Pythonic Use

Here, we’ll outline how to use fasttrackpy functions and classes either in an interactive notebook, or within your own package.

import IPython
from fasttrackpy import process_audio_file, \
    process_directory, \
    process_audio_textgrid,\
    process_corpus
from pathlib import Path

Function use

The easiest way to start using fasttrackpy directly will be by calling one of the process_* functions, which will either return a single CandidateTracks object, or a list of CandidateTracks objects.

Process an audio file

You can process an audio file, and adjust the relevant settings with process_audio().

audio_path = Path("..", "assets", "audio", "ay.wav")
IPython.display.Audio(audio_path)
candidates = process_audio_file(
    path=audio_path,
    min_max_formant=3000,
    max_max_formant=6000
    )

Inspecting the candidates object.

There are a few key attributes you can get from the candidates object, including

  • The error terms for each smooth.
  • The winning candidate
candidates.smooth_errors
array([0.22544256, 0.25078883, 0.18968704, 0.14313632, 0.13567622,
       0.11614815, 0.11945207, 0.03664588, 0.03567658, 0.05305987,
       0.06046965, 0.07819208, 0.10361329, 0.07013581, 0.05866597,
       0.0394219 , 0.02852071, 0.05098306, 0.03279   , 0.03167985])
candidates.winner
A formant track object. (4, 385)

Inspecting the candidates.winner object

The candidates.winner object has a few useful attributes to access as well, including the maximum formant.

candidates.winner.maximum_formant
5526.315789473684

Data output - Spectrograms

You can get a spectrogram plot out of either the candidates.winner or the candidates itself.

candidates.winner.spectrogram()

candidates.spectrograms()

Data Output - DataFrames

You can output the candidates to a polars dataframe.

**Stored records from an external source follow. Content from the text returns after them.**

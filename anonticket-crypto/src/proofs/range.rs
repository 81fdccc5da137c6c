//! Range constraints: a hidden value `v` lies in a public interval `[lower, upper)`.
//!
//! These are Camenisch-Chaabouni-shelat range constraints over weak Boneh-Boyen digit signatures.
//! With digit base `q` and `k` the smallest count such that `q^k >= upper - lower`, the prover
//! writes both
//!
//! - `a = v - lower` and
//! - `b = v - upper + q^k`
//!
//! in `k` base-`q` digits and proves knowledge of a signature on each digit. Both are
//! non-negative and below `q^k` exactly when `lower <= v < upper`.
//!
//! The digits are tied to the value through the response scalars: with `s^_j` the digit responses
//! and `s^_v` the value's response in the linked proof, the verifier checks
//!
//! - `sum q^j * s^_j(a) == s^_v + c * lower`
//! - `sum q^j * s^_j(b) == s^_v + c * (upper - q^k)`.
//!
//! **This constraint is only meaningful in a conjunction** with the proof that contains `v`; use
//! [`RangeConstraintBuilder::commitment_scalar()`] as that proof's commitment scalar for `v`.

use crate::{
    arith,
    common::*,
    params::GroupParameters,
    proofs::{
        Challenge, ChallengeBuilder, ChallengeInput, MembershipConstraint,
        MembershipConstraintBuilder, SetMembershipParameters,
    },
    Error,
};
use ff::Field;
use serde::{Deserialize, Serialize};

/// Largest digit base supported; every digit gets its own published signature.
pub const MAX_DIGIT_BASE: u64 = 1 << 12;

/// Public parameters for range constraints: signatures on every digit `0..base`.
#[derive(Debug, Clone, PartialEq, Eq, Serialize, Deserialize)]
#[serde(try_from = "UncheckedRangeConstraintParameters")]
pub struct RangeConstraintParameters {
    base: u64,
    digits: SetMembershipParameters,
}

#[derive(Deserialize)]
struct UncheckedRangeConstraintParameters {
    base: u64,
    digits: SetMembershipParameters,
}

impl TryFrom<UncheckedRangeConstraintParameters> for RangeConstraintParameters {
    type Error = Error;

    fn try_from(unchecked: UncheckedRangeConstraintParameters) -> Result<Self, Self::Error> {
        check_base(unchecked.base)?;
        let expected = (0..unchecked.base).map(Scalar::from);
        if !unchecked.digits.elements().iter().copied().eq(expected) {
            return Err(Error::InvalidParameters(format!(
                "digit signatures do not cover base {}",
                unchecked.base
            )));
        }
        Ok(Self {
            base: unchecked.base,
            digits: unchecked.digits,
        })
    }
}

fn check_base(base: u64) -> Result<(), Error> {
    if !(2..=MAX_DIGIT_BASE).contains(&base) {
        return Err(Error::InvalidRange {
            lower: 0,
            upper: 0,
            base,
        });
    }
    Ok(())
}

impl RangeConstraintParameters {
    /// Sign every digit in base `base` under a fresh one-time key.
    pub fn new(rng: &mut impl Rng, base: u64, params: &GroupParameters) -> Result<Self, Error> {
        check_base(base)?;
        let digits = SetMembershipParameters::new(rng, (0..base).map(Scalar::from).collect(), params)?;
        Ok(Self { base, digits })
    }

    /// The digit base `q`.
    pub fn base(&self) -> u64 {
        self.base
    }
}

/// The half-open interval `[lower, upper)`.
#[derive(Debug, Clone, Copy, PartialEq, Eq, Serialize, Deserialize)]
pub struct Range {
    lower: u64,
    upper: u64,
}

impl Range {
    /// Build `[lower, upper)`; the interval must not be empty.
    pub fn new(lower: u64, upper: u64) -> Result<Self, Error> {
        if lower >= upper {
            return Err(Error::InvalidRange {
                lower,
                upper,
                base: 0,
            });
        }
        Ok(Self { lower, upper })
    }

    /// Inclusive lower bound.
    pub fn lower(&self) -> u64 {
        self.lower
    }

    /// Exclusive upper bound.
    pub fn upper(&self) -> u64 {
        self.upper
    }

    /// Whether `value` lies in the interval.
    pub fn contains(&self, value: u64) -> bool {
        self.lower <= value && value < self.upper
    }

    /// Digit count `k` and `q^k` for base `q`.
    fn digits(&self, base: u64) -> (usize, u128) {
        let width = u128::from(self.upper - self.lower);
        let mut count = 1;
        let mut power = u128::from(base);
        while power < width {
            power *= u128::from(base);
            count += 1;
        }
        (count, power)
    }
}

fn decompose(mut value: u128, base: u64, count: usize) -> Vec<u64> {
    let base = u128::from(base);
    (0..count)
        .map(|_| {
            let digit = value % base;
            value /= base;
            digit as u64
        })
        .collect()
}

/// The commitment phase of a [`RangeConstraint`].
#[derive(Debug, Clone)]
pub struct RangeConstraintBuilder {
    lower_digits: Vec<MembershipConstraintBuilder>,
    upper_digits: Vec<MembershipConstraintBuilder>,
    commitment_scalar: Scalar,
}

/// A constraint that a hidden value lies in a range.
#[derive(Debug, Clone, PartialEq, Eq, Serialize, Deserialize)]
pub struct RangeConstraint {
    lower_digits: Vec<MembershipConstraint>,
    upper_digits: Vec<MembershipConstraint>,
}

impl RangeConstraintBuilder {
    /// Run the commitment phase for `value` in `range`.
    pub fn generate_constraint_commitments(
        rng: &mut impl Rng,
        value: u64,
        range: Range,
        range_params: &RangeConstraintParameters,
        params: &GroupParameters,
    ) -> Result<Self, Error> {
        if !range.contains(value) {
            return Err(Error::ValueOutsideRange {
                value,
                lower: range.lower,
                upper: range.upper,
            });
        }
        let base = range_params.base;
        let (count, power) = range.digits(base);
        let lower_value = u128::from(value - range.lower);
        let upper_value = u128::from(value) + power - u128::from(range.upper);

        let (lower_digits, commitment_scalar) = Self::digit_builders(
            rng,
            decompose(lower_value, base, count),
            None,
            range_params,
            params,
        )?;
        let (upper_digits, _) = Self::digit_builders(
            rng,
            decompose(upper_value, base, count),
            Some(commitment_scalar),
            range_params,
            params,
        )?;

        Ok(Self {
            lower_digits,
            upper_digits,
            commitment_scalar,
        })
    }

    /// Builds one constraint per digit. Digits `1..k` get random commitment scalars; digit `0` gets
    /// whatever makes `sum q^j * s~_j` equal `target` (or a random one if there is no target).
    /// Returns the builders and `sum q^j * s~_j`.
    fn digit_builders(
        rng: &mut impl Rng,
        digits: Vec<u64>,
        target: Option<Scalar>,
        range_params: &RangeConstraintParameters,
        params: &GroupParameters,
    ) -> Result<(Vec<MembershipConstraintBuilder>, Scalar), Error> {
        let q = Scalar::from(range_params.base);
        let mut scalars: Vec<Scalar> = digits.iter().map(|_| Scalar::random(&mut *rng)).collect();

        let mut power = q;
        let mut higher_sum = Scalar::zero();
        for scalar in scalars.iter().skip(1) {
            higher_sum += power * scalar;
            power *= q;
        }
        if let Some(target) = target {
            scalars[0] = target - higher_sum;
        }
        let total = scalars[0] + higher_sum;

        let builders = digits
            .into_iter()
            .zip(scalars)
            .map(|(digit, scalar)| {
                MembershipConstraintBuilder::generate_constraint_commitments(
                    rng,
                    Scalar::from(digit),
                    &range_params.digits,
                    params,
                    Some(scalar),
                )
            })
            .collect::<Result<Vec<_>, _>>()?;
        Ok((builders, total))
    }

    /// Commitment scalar for the value; use it for the value in the linked proof.
    pub fn commitment_scalar(&self) -> Scalar {
        self.commitment_scalar
    }

    /// Run the response phase.
    pub fn generate_constraint_response(self, challenge: Challenge) -> RangeConstraint {
        let respond = |builders: Vec<MembershipConstraintBuilder>| -> Vec<MembershipConstraint> {
            builders
                .into_iter()
                .map(|builder| builder.generate_constraint_response(challenge))
                .collect()
        };
        RangeConstraint {
            lower_digits: respond(self.lower_digits),
            upper_digits: respond(self.upper_digits),
        }
    }
}

impl ChallengeInput for RangeConstraintBuilder {
    fn consume(&self, builder: &mut ChallengeBuilder) {
        builder.consume(&self.lower_digits);
        builder.consume(&self.upper_digits);
    }
}

impl RangeConstraint {
    /// Verify the constraint for `range`. `expected_response_scalar` is the response scalar for the
    /// value in the linked proof.
    pub fn verify_range_constraint(
        &self,
        range: Range,
        range_params: &RangeConstraintParameters,
        params: &GroupParameters,
        challenge: Challenge,
        expected_response_scalar: Scalar,
    ) -> bool {
        let (count, power) = range.digits(range_params.base);
        if self.lower_digits.len() != count || self.upper_digits.len() != count {
            return false;
        }

        let c = challenge.to_scalar();
        let combine = |digits: &[MembershipConstraint]| -> Option<Scalar> {
            let q = Scalar::from(range_params.base);
            let mut power = Scalar::one();
            let mut sum = Scalar::zero();
            for digit in digits {
                sum += power * digit.verify_unlinked(&range_params.digits, params, challenge)?;
                power *= q;
            }
            Some(sum)
        };

        let lower_ok = combine(&self.lower_digits)
            .map(|sum| sum == expected_response_scalar + c * Scalar::from(range.lower));
        let upper_shift = Scalar::from(range.upper) - arith::scalar_from_u128(power);
        let upper_ok = combine(&self.upper_digits)
            .map(|sum| sum == expected_response_scalar + c * upper_shift);

        lower_ok == Some(true) && upper_ok == Some(true)
    }
}

impl ChallengeInput for RangeConstraint {
    fn consume(&self, builder: &mut ChallengeBuilder) {
        builder.consume(&self.lower_digits);
        builder.consume(&self.upper_digits);
    }
}
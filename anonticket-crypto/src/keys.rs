//! Discrete-log key pairs.
//!
//! One secret exponent `x` is published on three bases: `g` (credential subject keys), `g_tilde`
//! (tag keys) and the G2 generator (Boneh-Boyen verification keys).

use crate::{
    arith,
    common::*,
    params::GroupParameters,
    proofs::{ChallengeBuilder, ChallengeInput},
    SerializeElement,
};
use serde::{Deserialize, Serialize};

/// Secret exponent of a [`KeyPair`].
#[derive(Debug, Clone, Copy, PartialEq, Eq, Serialize, Deserialize)]
pub struct SecretKey(#[serde(with = "SerializeElement")] Scalar);

impl SecretKey {
    /// The exponent itself. It is a proof witness and must never leave its owner.
    pub fn to_scalar(self) -> Scalar {
        self.0
    }
}

/// Public half of a [`KeyPair`].
#[derive(Debug, Clone, Copy, PartialEq, Eq, Serialize, Deserialize)]
pub struct PublicKey {
    /// `g^x`
    #[serde(with = "SerializeElement")]
    y: G1Affine,
    /// `g_tilde^x`
    #[serde(with = "SerializeElement")]
    y_tilde: G1Affine,
    /// `g2^x`
    #[serde(with = "SerializeElement")]
    w: G2Affine,
}

impl PublicKey {
    fn from_secret_key(secret_key: &SecretKey, params: &GroupParameters) -> Self {
        PublicKey {
            y: (params.g() * secret_key.0).into(),
            y_tilde: (params.g_tilde() * secret_key.0).into(),
            w: (params.g2() * secret_key.0).into(),
        }
    }

    /// The key on the credential base `g`.
    pub fn credential_key(&self) -> G1Affine {
        self.y
    }

    /// The key on the tag base `g_tilde`.
    pub fn tag_key(&self) -> G1Affine {
        self.y_tilde
    }

    /// The key in G2.
    pub fn verification_key(&self) -> G2Affine {
        self.w
    }

    /// Check that all three parts share one exponent and none is the identity.
    pub fn is_well_formed(&self, params: &GroupParameters) -> bool {
        let g2 = params.g2();
        !bool::from(self.y.is_identity())
            && !bool::from(self.w.is_identity())
            && pairing(&self.y, &g2) == pairing(&params.g(), &self.w)
            && pairing(&self.y_tilde, &g2) == pairing(&params.g_tilde(), &self.w)
    }
}

impl ChallengeInput for PublicKey {
    fn consume(&self, builder: &mut ChallengeBuilder) {
        builder.consume(&self.y);
        builder.consume(&self.y_tilde);
        builder.consume(&self.w);
    }
}

/// A secret exponent and its public counterparts.
#[derive(Debug, Clone, PartialEq, Eq, Serialize, Deserialize)]
pub struct KeyPair {
    secret_key: SecretKey,
    public_key: PublicKey,
}

impl KeyPair {
    /// Generate a new key pair with a uniformly random non-zero exponent.
    pub fn new(rng: &mut impl Rng, params: &GroupParameters) -> Self {
        let secret_key = SecretKey(arith::random_nonzero_scalar(rng));
        let public_key = PublicKey::from_secret_key(&secret_key, params);
        KeyPair {
            secret_key,
            public_key,
        }
    }

    /// Secret half.
    pub fn secret_key(&self) -> &SecretKey {
        &self.secret_key
    }

    /// Public half.
    pub fn public_key(&self) -> &PublicKey {
        &self.public_key
    }
}
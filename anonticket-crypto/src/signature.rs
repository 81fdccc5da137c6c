//! Weak Boneh-Boyen signatures on scalar messages with a caller-chosen base.
//!
//! A signature on `m` under secret key `x` with base `B` is `sigma = B^{1/(x+m)}`; it verifies if
//! `e(sigma, W * g2^m) == e(B, g2)` for `W = g2^x`. The base is usually a fixed generator (set
//! membership, digits) or a product of generators and public values (ticket tags).

use crate::{
    arith,
    common::*,
    keys::SecretKey,
    proofs::{ChallengeBuilder, ChallengeInput},
    Error, SerializeElement,
};
use serde::{Deserialize, Serialize};

/// A weak Boneh-Boyen signature.
#[derive(Debug, Clone, Copy, PartialEq, Eq, Serialize, Deserialize)]
pub struct Signature(#[serde(with = "SerializeElement")] G1Affine);

impl Signature {
    /// Sign `message` on `base`.
    ///
    /// Fails only if `x + message == 0`, which a caller that checks for that before signing never
    /// sees.
    pub fn sign(secret_key: &SecretKey, message: &Scalar, base: &G1Projective) -> Result<Self, Error> {
        let exponent = arith::invert_scalar(&(secret_key.to_scalar() + message))?;
        Ok(Signature((base * exponent).into()))
    }

    /// Check the signature against `message`, `base` and the signer's G2 key.
    pub fn verify(
        &self,
        message: &Scalar,
        base: &G1Projective,
        verification_key: &G2Affine,
        g2: &G2Affine,
    ) -> bool {
        if bool::from(self.0.is_identity()) {
            return false;
        }
        let shifted_key = G2Affine::from(G2Projective::from(verification_key) + g2 * message);
        pairing(&self.0, &shifted_key) == pairing(&G1Affine::from(base), g2)
    }

    /// The signature as a point.
    pub fn to_g1(self) -> G1Affine {
        self.0
    }
}

impl ChallengeInput for Signature {
    fn consume(&self, builder: &mut ChallengeBuilder) {
        builder.consume(&self.0);
    }
}
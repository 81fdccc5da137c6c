mod test_utils;

use anonticket_protocol::{
    user::Presentation,
    wire::{self, label},
    CryptoContext, Error, Party, ProtocolDescriptor, Seed, SharedRunContext, Step,
    ValidationOutcome,
};
use test_utils::*;

#[test]
fn verifiers_validate_each_others_tags_after_rekeying() {
    let mut context = setup(ProtocolDescriptor::anon_proxy(), profile("alice", 30, "none"));
    register(&mut context, Party::User).unwrap();
    buy_ticket(&mut context).unwrap();
    assert_eq!(context.held_ticket().unwrap().policy().price, 10);

    // The re-key is fetched on first use and cached afterwards.
    assert!(context
        .verifier("entrance")
        .unwrap()
        .needs_rekey("backstage")
        .is_some());
    assert_eq!(
        validate(&mut context, "entrance", "backstage"),
        Ok(ValidationOutcome::Valid)
    );
    assert!(context
        .verifier("entrance")
        .unwrap()
        .needs_rekey("backstage")
        .is_none());

    // The delegate keeps its own ledger for the slot.
    assert!(validate(&mut context, "entrance", "backstage")
        .unwrap()
        .is_double_spend());
    assert_eq!(
        validate(&mut context, "backstage", "backstage"),
        Ok(ValidationOutcome::Valid)
    );
}

#[test]
fn rekeys_can_be_exchanged_as_messages() {
    let mut context = setup(ProtocolDescriptor::anon_proxy(), profile("bob", 30, "none"));
    register(&mut context, Party::User).unwrap();
    buy_ticket(&mut context).unwrap();

    let _ = run(
        &mut context,
        &[
            Step::RequestReKey {
                verifier: "backstage".to_string(),
                slot: "entrance".to_string(),
            },
            Step::IssueReKey,
            Step::AcceptReKey("backstage".to_string()),
        ],
        ack(),
    )
    .unwrap();
    assert!(matches!(
        context.handle_incoming(
            &Step::RequestReKey {
                verifier: "backstage".to_string(),
                slot: "entrance".to_string(),
            },
            &ack()
        ),
        Err(Error::UnexpectedStep(_))
    ));
    assert_eq!(
        validate(&mut context, "backstage", "entrance"),
        Ok(ValidationOutcome::Valid)
    );

    // A re-key addressed to someone else is refused.
    let rekey = run(
        &mut context,
        &[
            Step::RequestReKey {
                verifier: "entrance".to_string(),
                slot: "backstage".to_string(),
            },
            Step::IssueReKey,
        ],
        ack(),
    )
    .unwrap();
    assert!(matches!(
        context.handle_incoming(&Step::AcceptReKey("backstage".to_string()), &rekey),
        Err(Error::DelegationUnavailable(_))
    ));
}

#[test]
fn delegation_is_off_unless_configured() {
    let mut context = setup(ProtocolDescriptor::ppets_abc(), profile("carol", 30, "none"));
    register(&mut context, Party::User).unwrap();
    buy_ticket(&mut context).unwrap();
    assert!(matches!(
        validate(&mut context, "gate-a", "gate-b"),
        Err(Error::DelegationUnavailable(_))
    ));
}

#[test]
fn persisted_parameters_without_trapdoor_cannot_delegate() {
    init_logging();
    let (fresh, _) = CryptoContext::new(2, Seed::Entropy);
    let json = fresh.params.to_json().unwrap();
    let crypto = CryptoContext::from_json(&json, Seed::Entropy).unwrap();
    let mut context = SharedRunContext::with_context(
        ProtocolDescriptor::anon_proxy(),
        profile("dave", 30, "none"),
        crypto,
        None,
    )
    .unwrap();
    enroll_all(&mut context);
    register(&mut context, Party::User).unwrap();
    buy_ticket(&mut context).unwrap();

    assert_eq!(
        validate(&mut context, "entrance", "entrance"),
        Ok(ValidationOutcome::Valid)
    );
    assert!(matches!(
        validate(&mut context, "entrance", "backstage"),
        Err(Error::DelegationUnavailable(_))
    ));
}

fn sso_presentation(context: &mut SharedRunContext, verifier: &str) -> Presentation {
    let bytes = run(
        context,
        &[
            Step::Challenge {
                verifier: verifier.to_string(),
                slot: verifier.to_string(),
            },
            Step::Present,
        ],
        ack(),
    )
    .unwrap();
    let presentation: Presentation = wire::open(label::PRESENTATION, &bytes).unwrap();
    let _ = context
        .handle_incoming(&Step::Validate(verifier.to_string()), &bytes)
        .unwrap();
    presentation
}

#[test]
fn single_sign_on_uses_one_pseudonym_per_service() {
    let mut context = setup(ProtocolDescriptor::anon_sso(), profile("erin", 30, "none"));
    register(&mut context, Party::User).unwrap();
    buy_ticket(&mut context).unwrap();
    assert_eq!(context.held_ticket().unwrap().policy().price, 0);

    let mail = sso_presentation(&mut context, "mail").verifier_pseudonym;
    let calendar = sso_presentation(&mut context, "calendar").verifier_pseudonym;
    assert!(mail.is_some());
    assert!(calendar.is_some());
    assert_ne!(mail, calendar);

    // A fresh ticket signs in under the same service pseudonym.
    buy_ticket(&mut context).unwrap();
    assert_eq!(sso_presentation(&mut context, "mail").verifier_pseudonym, mail);
}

candidates.to_df(which = "winner").head()
shape: (5, 18)
F1 F2 F3 F4 F1_s F2_s F3_s F4_s B1 B2 B3 B4 error time max_formant n_formant smooth_method file_name
f64 f64 f64 f64 f64 f64 f64 f64 f64 f64 f64 f64 f64 f64 f64 i32 str str
604.374108 1175.26731 2636.119643 2820.424313 631.116096 1196.387362 2542.421732 2978.273932 250.189519 92.942056 292.110777 797.16362 0.028521 0.025406 5526.315789 4 "dct_smooth_regression" "ay.wav"
613.663049 1183.807981 2638.781798 2764.336825 631.108164 1196.413506 2542.406271 2978.173053 250.177347 92.935681 292.228197 797.053295 0.028521 0.027406 5526.315789 4 "dct_smooth_regression" "ay.wav"
620.821348 1196.465294 2629.617697 2645.793985 631.09232 1196.465775 2542.375357 2977.971503 250.153031 92.922935 292.463006 796.832788 0.028521 0.029406 5526.315789 4 "dct_smooth_regression" "ay.wav"
627.364908 1212.220604 2490.175081 2648.947744 631.068604 1196.544133 2542.329008 2977.669702 250.116629 92.903827 292.815137 796.502384 0.028521 0.031406 5526.315789 4 "dct_smooth_regression" "ay.wav"
633.400922 1227.997019 2396.727652 2646.907343 631.037077 1196.648522 2542.267248 2977.268279 250.068224 92.878371 293.284494 796.062508 0.028521 0.033406 5526.315789 4 "dct_smooth_regression" "ay.wav"

Processing an Audio + TextGrid combination.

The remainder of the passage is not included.